Text alignment sets which edge a paragraph lines up against. Justified text stretches the spaces between words to align both edges, which can leave uneven gaps.
Definition
Text alignment is the setting that decides which edge each line of a paragraph lines up against. You pick from left, center, right, and justify, which stretches every line to reach both edges evenly. When we read, our eyes finish a line and then swing back to the start of the next one, over and over. If that starting point always sits in the same place, the eye never has to hunt for it and reading flows naturally. That is why left-aligned text, with its steady starting edge, is the most comfortable choice for long body copy and the safe default on almost any screen. One thing to keep straight: the alignment we mean here is about placing letters, which shares only its name with aligning elements on a layout — they are different ideas.
Why does it matter?
Alignment is not just a matter of taste; it directly affects how fast and how comfortably people read. Left alignment starts every line on the same vertical edge, so the eye finds the next line easily, which suits body copy well. Center alignment shifts the starting point on every line, so the longer the lines get, the more the eye has to relocate the start each time, and it tires quickly. That is why center alignment only works for short, one- or two-line pieces like headings or pull quotes.

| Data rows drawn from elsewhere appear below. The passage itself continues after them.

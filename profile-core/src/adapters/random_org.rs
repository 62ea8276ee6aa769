//! random.org verification gateway
//!
//! Asks random.org for a single integer and hands it back as the
//! verification code. One blocking GET per call, bounded by a timeout, no
//! retries.

use std::time::Duration;

use anyhow::Context;
use reqwest::blocking::Client;
use url::Url;

use crate::domain::result::{Error, Result};
use crate::ports::NotificationGateway;

/// Plain-text endpoint returning one integer in 1..=100
pub const DEFAULT_GATEWAY_URL: &str =
    "https://www.random.org/integers/?num=1&min=1&max=100&col=5&base=10&format=plain&rnd=new";

/// Default request timeout in seconds
pub const DEFAULT_TIMEOUT_SECS: u64 = 10;

/// HTTP gateway client
#[derive(Debug)]
pub struct RandomOrgGateway {
    client: Client,
    url: String,
    timeout: Duration,
}

impl RandomOrgGateway {
    /// Create a gateway for `url`
    ///
    /// The URL must be absolute and use http or https.
    pub fn new(url: &str, timeout: Duration) -> Result<Self> {
        let parsed = Url::parse(url)
            .map_err(|e| Error::config(format!("Invalid gateway URL {}: {}", url, e)))?;

        if !matches!(parsed.scheme(), "http" | "https") {
            return Err(Error::config(format!(
                "Gateway URL must use http or https, got {}",
                parsed.scheme()
            )));
        }

        let client = Client::builder()
            .timeout(timeout)
            .build()
            .map_err(|e| Error::config(format!("Failed to create HTTP client: {}", e)))?;

        Ok(Self {
            client,
            url: parsed.to_string(),
            timeout,
        })
    }

    fn fetch_code(&self) -> anyhow::Result<i64> {
        let response = self
            .client
            .get(&self.url)
            .send()
            .map_err(|e| self.map_request_error(e))?;

        self.check_response_status(&response)?;

        let body = response
            .text()
            .context("Failed to read verification gateway response")?;
        let body = body.trim();

        body.parse::<i64>()
            .with_context(|| format!("Gateway returned a non-integer body: {:?}", body))
    }

    /// Map request errors to user-friendly messages
    fn map_request_error(&self, error: reqwest::Error) -> anyhow::Error {
        if error.is_timeout() {
            anyhow::anyhow!("Connection timed out after {:?}", self.timeout)
        } else if error.is_connect() {
            anyhow::anyhow!("Unable to connect to the verification gateway")
        } else {
            anyhow::anyhow!("Gateway request failed: {}", error)
        }
    }

    fn check_response_status(&self, response: &reqwest::blocking::Response) -> anyhow::Result<()> {
        let status = response.status();
        if status.is_success() {
            return Ok(());
        }
        match status.as_u16() {
            503 => anyhow::bail!("Verification gateway unavailable (HTTP 503)"),
            code => anyhow::bail!("Verification gateway error: HTTP {}", code),
        }
    }
}

impl NotificationGateway for RandomOrgGateway {
    fn name(&self) -> &str {
        "random-org"
    }

    fn issue_code(&self, email: &str) -> Result<i64> {
        tracing::debug!(target: "profile", url = %self.url, email, "requesting verification code");
        self.fetch_code().map_err(|e| Error::gateway(format!("{:#}", e)))
    }
}
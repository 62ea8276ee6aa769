//! CLI command implementations

pub mod check_email;
pub mod config;
pub mod create;
pub mod demo;
pub mod hash;

use std::path::PathBuf;
use std::time::Duration;

use anyhow::{Context, Result};
use indicatif::{ProgressBar, ProgressStyle};
use profile_core::ProfileContext;

/// Get the profile directory from environment or default
pub fn get_profile_dir() -> Result<PathBuf> {
    if let Ok(dir) = std::env::var("PROFILE_DIR") {
        return Ok(PathBuf::from(dir));
    }
    dirs::home_dir()
        .map(|home| home.join(".userprofile"))
        .context("Could not find home directory; set PROFILE_DIR")
}

/// Build the profile context from the settings in the profile directory
pub fn get_context() -> Result<ProfileContext> {
    let profile_dir = get_profile_dir()?;
    tracing::debug!(dir = %profile_dir.display(), "loading profile settings");
    ProfileContext::new(&profile_dir).context("Failed to initialize profile context")
}

/// Run `f` while showing a spinner with `message`
///
/// The spinner is hidden when stderr is not a terminal.
pub fn with_spinner<T>(message: &str, f: impl FnOnce() -> T) -> T {
    let spinner = ProgressBar::new_spinner();
    spinner.set_style(
        ProgressStyle::with_template("{spinner:.cyan} {msg}")
            .unwrap_or_else(|_| ProgressStyle::default_spinner()),
    );
    spinner.set_message(message.to_string());
    spinner.enable_steady_tick(Duration::from_millis(100));

    let result = f();

    spinner.finish_and_clear();
    result
}
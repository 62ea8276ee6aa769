//! Offline gateway for demo mode
//!
//! Produces codes in the same range as the random.org endpoint without
//! touching the network.

use rand::Rng;

use crate::domain::result::Result;
use crate::ports::NotificationGateway;

/// Lowest code issued
pub const MIN_CODE: i64 = 1;
/// Highest code issued
pub const MAX_CODE: i64 = 100;

#[derive(Debug, Default, Clone, Copy)]
pub struct DemoGateway;

impl DemoGateway {
    pub fn new() -> Self {
        Self
    }
}

impl NotificationGateway for DemoGateway {
    fn name(&self) -> &str {
        "demo"
    }

    fn issue_code(&self, email: &str) -> Result<i64> {
        let code = rand::thread_rng().gen_range(MIN_CODE..=MAX_CODE);
        tracing::debug!(target: "profile", email, code, "issued demo verification code");
        Ok(code)
    }
}
//! Core domain entities
//!
//! The profile record and the value types around it. Validation lives here;
//! I/O goes through the traits in `ports`.

mod credential;
mod email;
mod profile;
mod visibility;
pub mod result;

pub use credential::CredentialScheme;
pub use email::is_valid_email;
pub use profile::{Collaborators, ProfileRecord, ProfileSnapshot, ProfileUpdate};
pub use visibility::Visibility;
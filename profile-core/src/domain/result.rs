//! Result and error types for the core library

use std::collections::HashMap;

use serde::{Deserialize, Serialize};
use thiserror::Error;

/// Core library error type
#[derive(Error, Debug)]
pub enum Error {
    /// Email failed the shape check; carries the rejected value
    #[error("{0} is not a valid email address.")]
    InvalidEmail(String),

    #[error("Verification gateway error: {0}")]
    Gateway(String),

    #[error("Profile has been deleted")]
    ProfileDeleted,

    #[error("Credential error: {0}")]
    Credential(String),

    #[error("Configuration error: {0}")]
    Config(String),

    #[error("IO error: {0}")]
    Io(#[from] std::io::Error),

    #[error("JSON error: {0}")]
    Json(#[from] serde_json::Error),
}

impl Error {
    /// Create an invalid email error
    pub fn invalid_email(value: impl Into<String>) -> Self {
        Self::InvalidEmail(value.into())
    }

    /// Create a gateway error
    pub fn gateway(msg: impl Into<String>) -> Self {
        Self::Gateway(msg.into())
    }

    /// Create a credential error
    pub fn credential(msg: impl Into<String>) -> Self {
        Self::Credential(msg.into())
    }

    /// Create a configuration error
    pub fn config(msg: impl Into<String>) -> Self {
        Self::Config(msg.into())
    }
}

/// Core library result type
pub type Result<T> = std::result::Result<T, Error>;

/// Operation result with optional context (for JSON output)
#[derive(Debug, Clone, Serialize, Deserialize)]
pub struct OperationResult<T> {
    pub success: bool,
    pub data: Option<T>,
    pub error: Option<String>,
    pub context: Option<HashMap<String, serde_json::Value>>,
}

impl<T> OperationResult<T> {
    /// Create a successful result
    pub fn ok(data: T) -> Self {
        Self {
            success: true,
            data: Some(data),
            error: None,
            context: None,
        }
    }

    /// Create a successful result with context
    pub fn ok_with_context(data: T, context: HashMap<String, serde_json::Value>) -> Self {
        Self {
            success: true,
            data: Some(data),
            error: None,
            context: Some(context),
        }
    }

    /// Create a failed result
    pub fn fail(error: impl Into<String>) -> Self {
        Self {
            success: false,
            data: None,
            error: Some(error.into()),
            context: None,
        }
    }
}
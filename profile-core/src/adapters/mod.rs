//! Adapter implementations
//!
//! Adapters implement the port traits with concrete technologies:
//! - `tracing` and in-memory sinks for the Logger port
//! - SHA-256 and Argon2id for the CredentialHasher port
//! - random.org HTTP client and an offline demo generator for NotificationGateway

pub mod argon2_hasher;
pub mod demo;
pub mod logger;
pub mod random_org;
pub mod sha256;

pub use argon2_hasher::Argon2Hasher;
pub use demo::DemoGateway;
pub use logger::{LogLevel, LogLine, MemoryLogger, TracingLogger};
pub use random_org::RandomOrgGateway;
pub use sha256::Sha256Hasher;
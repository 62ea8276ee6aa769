//! Hash command - print a password digest

use anyhow::Result;
use profile_core::{hasher_for, CredentialScheme};

pub fn run(password: &str, scheme: &str) -> Result<()> {
    let scheme: CredentialScheme = scheme.parse()?;
    let digest = hasher_for(scheme).hash(password)?;
    println!("{}", digest);
    Ok(())
}
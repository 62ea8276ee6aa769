//! Create command - one-shot profile session
//!
//! Profiles are not persisted: the command creates one, applies the requested
//! operations in a fixed order and prints the result.

use std::collections::HashMap;

use anyhow::Result;
use clap::Args;
use colored::Colorize;
use dialoguer::Password;
use profile_core::{OperationResult, ProfileUpdate, Visibility};

use super::{get_context, with_spinner};
use crate::output;

#[derive(Args)]
pub struct CreateArgs {
    /// Username
    #[arg(long)]
    pub username: String,
    /// Email address
    #[arg(long)]
    pub email: String,
    /// Age
    #[arg(long)]
    pub age: u32,
    /// Initial password (prompted when omitted)
    #[arg(long)]
    pub password: Option<String>,
    /// Change the password after creation
    #[arg(long)]
    pub new_password: Option<String>,
    /// Profile visibility (public, private)
    #[arg(long)]
    pub visibility: Option<String>,
    /// Send the verification request
    #[arg(long)]
    pub verify: bool,
    /// Enable two-factor authentication
    #[arg(long = "enable-2fa")]
    pub enable_two_factor: bool,
    /// Delete the profile at the end
    #[arg(long)]
    pub delete: bool,
    /// Output as JSON
    #[arg(long)]
    pub json: bool,
}

pub fn run(args: CreateArgs) -> Result<()> {
    let ctx = get_context()?;

    let password = match args.password {
        Some(p) => p,
        None => Password::new().with_prompt("Password").interact()?,
    };

    let mut profile = ctx.create_profile(&args.username, &args.email, args.age, &password)?;

    if let Some(visibility) = args.visibility {
        if Visibility::parse(&visibility).is_none() && !args.json {
            output::warning(&format!(
                "Unknown visibility '{}', keeping {}",
                visibility,
                profile.visibility()
            ));
        }
        profile.update(ProfileUpdate::new().with_visibility(visibility))?;
    }

    if let Some(new_password) = args.new_password {
        profile.set_password(&new_password)?;
    }

    let code = if args.verify {
        Some(with_spinner("Requesting verification code...", || {
            profile.send_verification_email()
        })?)
    } else {
        None
    };

    if args.enable_two_factor {
        profile.enable_two_factor()?;
    }

    if args.delete {
        profile.delete()?;
    }

    let snapshot = profile.snapshot();

    if args.json {
        let mut context = HashMap::new();
        if let Some(code) = code {
            context.insert("verificationCode".to_string(), serde_json::json!(code));
        }
        let result = OperationResult::ok_with_context(snapshot, context);
        println!("{}", serde_json::to_string_pretty(&result)?);
        return Ok(());
    }

    output::success("Profile created");
    if let Some(code) = code {
        println!("Verification code: {}", code.to_string().bold());
    }
    println!();
    output::print_snapshot(&snapshot);

    Ok(())
}
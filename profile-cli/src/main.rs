//! Profile CLI - user profile records in your terminal

use std::process::ExitCode;

use anyhow::Result;
use clap::{Parser, Subcommand};
use tracing_subscriber::{layer::SubscriberExt, util::SubscriberInitExt, EnvFilter};

mod commands;
mod output;

use commands::{check_email, config, create, demo, hash};

/// Profile - create, validate and verify user profiles
#[derive(Parser)]
#[command(name = "profile", version, about, long_about = None)]
struct Cli {
    /// Show debug logging
    #[arg(long, short, global = true)]
    verbose: bool,

    #[command(subcommand)]
    command: Commands,
}

#[derive(Subcommand)]
enum Commands {
    /// Run the sample session: create, change password, verify, print
    Demo {
        /// Output as JSON
        #[arg(long)]
        json: bool,
    },

    /// Create a profile and apply the requested operations to it
    Create(create::CreateArgs),

    /// Check whether an email address is accepted
    CheckEmail {
        /// Email address to check
        email: String,
        /// Output as JSON
        #[arg(long)]
        json: bool,
    },

    /// Print the digest of a password
    Hash {
        /// Password to hash
        password: String,
        /// Hashing scheme (sha256, argon2id)
        #[arg(long, default_value = "sha256")]
        scheme: String,
    },

    /// Show or change configuration
    Config {
        #[command(subcommand)]
        command: Option<config::ConfigCommands>,
    },
}

fn main() -> ExitCode {
    let cli = Cli::parse();

    init_tracing(cli.verbose);
    let json = wants_json(&cli.command);

    match run(cli) {
        Ok(()) => ExitCode::SUCCESS,
        Err(e) => {
            match output::json_failure(&e) {
                Ok(rendered) if json => println!("{}", rendered),
                _ => output::error(&format!("{:#}", e)),
            }
            ExitCode::FAILURE
        }
    }
}

/// Whether the command asked for JSON on stdout
fn wants_json(command: &Commands) -> bool {
    match command {
        Commands::Demo { json } | Commands::CheckEmail { json, .. } => *json,
        Commands::Create(args) => args.json,
        Commands::Config {
            command: Some(config::ConfigCommands::Show { json }),
        } => *json,
        Commands::Hash { .. } | Commands::Config { .. } => false,
    }
}

/// Send log output to stderr so JSON on stdout stays clean
fn init_tracing(verbose: bool) {
    let default_filter = if verbose { "debug" } else { "info" };

    tracing_subscriber::registry()
        .with(EnvFilter::try_from_default_env().unwrap_or_else(|_| default_filter.into()))
        .with(tracing_subscriber::fmt::layer().with_writer(std::io::stderr))
        .init();
}

fn run(cli: Cli) -> Result<()> {
    match cli.command {
        Commands::Demo { json } => demo::run(json),
        Commands::Create(args) => create::run(args),
        Commands::CheckEmail { email, json } => check_email::run(&email, json),
        Commands::Hash { password, scheme } => hash::run(&password, &scheme),
        Commands::Config { command } => config::run(command),
    }
}
//! Unsalted SHA-256 credential hasher
//!
//! Digest is the lowercase hex SHA-256 of the UTF-8 password. No salt: equal
//! passwords give equal digests across profiles, which keeps the digests
//! comparable with ones produced elsewhere but makes them open to
//! precomputed-table attacks.

use constant_time_eq::constant_time_eq;
use sha2::{Digest, Sha256};

use crate::domain::result::Result;
use crate::domain::CredentialScheme;
use crate::ports::CredentialHasher;

#[derive(Debug, Default, Clone, Copy)]
pub struct Sha256Hasher;

impl Sha256Hasher {
    pub fn new() -> Self {
        Self
    }

    /// Hex digest of `password`
    pub fn digest(password: &str) -> String {
        let mut hasher = Sha256::new();
        hasher.update(password.as_bytes());
        hex::encode(hasher.finalize())
    }
}

impl CredentialHasher for Sha256Hasher {
    fn scheme(&self) -> CredentialScheme {
        CredentialScheme::Sha256
    }

    fn hash(&self, password: &str) -> Result<String> {
        Ok(Self::digest(password))
    }

    fn verify(&self, password: &str, digest: &str) -> Result<bool> {
        let candidate = Self::digest(password);
        Ok(constant_time_eq(candidate.as_bytes(), digest.as_bytes()))
    }
}
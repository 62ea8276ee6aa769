//! Credential hashing port

use crate::domain::result::Result;
use crate::domain::CredentialScheme;

/// One-way password hashing
pub trait CredentialHasher: Send + Sync {
    /// Scheme produced by this hasher
    fn scheme(&self) -> CredentialScheme;

    /// Hash a plaintext password into a storable digest
    fn hash(&self, password: &str) -> Result<String>;

    /// Check a plaintext password against a digest produced by [`Self::hash`]
    fn verify(&self, password: &str, digest: &str) -> Result<bool>;
}
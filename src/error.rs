use crate::models::MessageStatus;
use thiserror::Error;

#[derive(Debug, Error)]
pub enum Error {
    /// The gateway request could not be completed.
    #[error("gateway transport error: {0}")]
    Transport(String),

    #[error("gateway protocol error: {0}")]
    Protocol(String),

    #[error("message {0} not found")]
    NotFound(i64),

    #[error("invalid status transition for message {id}: {from:?} -> {to:?}")]
    InvalidTransition {
        id: i64,
        from: MessageStatus,
        to: MessageStatus,
    },

    /// Another dispatch pass took over the message after this claim's lease ran out.
    #[error("claim on message {0} was lost")]
    ClaimLost(i64),

    #[error("limit must be positive, got {0}")]
    InvalidLimit(i64),

    #[error("invalid message: {0}")]
    InvalidMessage(String),

    #[error("configuration error: {0}")]
    Configuration(String),

    #[error("store error: {0}")]
    Store(#[from] sqlx::Error),

    #[error(transparent)]
    Io(#[from] std::io::Error),
}

impl From<envy::Error> for Error {
    fn from(e: envy::Error) -> Self {
        Error::Configuration(e.to_string())
    }
}

impl From<reqwest::Error> for Error {
    fn from(e: reqwest::Error) -> Self {
        Error::Transport(e.to_string())
    }
}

Justified text lines up both edges for a tidy look, but to do so it has to stretch the spaces between words, which easily creates rivers — gaps that connect vertically down the paragraph. Pick the wrong alignment and even great writing becomes a chore to read.
Common mistakes
- Setting long body copy in center alignment. Because the starting point moves on every line, the eye has to find the beginning again each time, so the longer the paragraph, the noticeably harder it is to read. Save center alignment for headings and short phrases.
- Applying justify to web body copy with no other adjustments. As the spacing between words widens line by line, rivers of white space run vertically and the text ends up looking messier, not cleaner. Unlike print, the web has weak automatic hyphenation, so the problem stands out more, and the narrower the screen, the fewer words fit per line and the wider those gaps grow.
Practical tips
- Keep center alignment to short headings and quotes, and avoid justify in web body copy when you can — use it carefully even then. For anything with real length to read, left alignment is almost always the safest default, and when you are unsure, leaving it left-aligned fails the least often.
- Do not mix a bunch of different alignments within one screen. When the heading and the body each go their own way, the flow of the eye breaks, so unless you have a specific reason, keeping everything on the same baseline looks cleaner. If you treat every alignment change as something that needs a real reason, you will make fewer mistakes.
- Lists of numbers or prices can benefit from right alignment, since it lines up the digits for easy comparison. It does not suit running sentences, though, so limit right alignment to cases where you need to compare values side by side. Pairing it with tabular, fixed-width figures makes the digits line up even more crisply.